**WHAT YOU SHOULD DO**
Only the lines from the one with "info.exact_coords()" through the end of the data are wanted, copied exactly.

**Items from a dataset**
::::::
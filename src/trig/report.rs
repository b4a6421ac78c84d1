//! Info panel model
//!
//! Flattens an [`AngleInfo`] into display strings, hiding whatever the options
//! turn off. Serializable so the web panel and the native demo can consume it
//! as JSON.

use serde::Serialize;

use super::engine::AngleInfo;
use super::format::{decimal_pair, format_degrees, format_radians};
use crate::settings::Options;

#[derive(Debug, Clone, PartialEq, Eq, Serialize)]
pub struct InfoReport {
    pub degrees: Option<String>,
    pub radians: Option<String>,
    pub coordinates: Option<String>,
    pub sin: String,
    pub cos: String,
    pub tan: String,
    pub csc: Option<String>,
    pub sec: Option<String>,
    pub cot: Option<String>,
    pub reference_angle: Option<String>,
    pub quadrant: Option<String>,
    pub is_exact: bool,
}

impl InfoReport {
    pub fn new(info: &AngleInfo, options: &Options) -> Self {
        let strings = info.strings();
        let coords = info.coords();
        let extra = |s: &String| options.show_extra_trig.then(|| s.clone());

        let reference = info.reference_angle();
        let reference_angle = options.show_ref_angle.then(|| {
            format!(
                "{} ({})",
                format_degrees(reference.to_degrees()),
                format_radians(reference)
            )
        });

        Self {
            degrees: options
                .show_degrees
                .then(|| format_degrees(info.degrees())),
            radians: options
                .show_radians
                .then(|| format_radians(info.radians())),
            coordinates: options.show_coordinates.then(|| {
                info.exact_coords()
                    .map(str::to_string)
                    .unwrap_or_else(|| decimal_pair(coords.x, coords.y))
            }),
            sin: strings.sin.clone(),
            cos: strings.cos.clone(),
            tan: strings.tan.clone(),
            csc: extra(&strings.csc),
            sec: extra(&strings.sec),
            cot: extra(&strings.cot),
            reference_angle,
            quadrant: options
                .show_quadrant
                .then(|| info.quadrant().to_string()),
            is_exact: info.is_exact(),
        }
    }
}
::::::
**THE ANSWER**
                info.exact_coords()
                    .map(str::to_string)
                    .unwrap_or_else(|| decimal_pair(coords.x, coords.y))
            }),
            sin: strings.sin.clone(),
            cos: strings.cos.clone(),
            tan: strings.tan.clone(),
            csc: extra(&strings.csc),
            sec: extra(&strings.sec),
            cot: extra(&strings.cot),
            reference_angle,
            quadrant: options
                .show_quadrant
                .then(|| info.quadrant().to_string()),
            is_exact: info.is_exact(),
        }
    }
}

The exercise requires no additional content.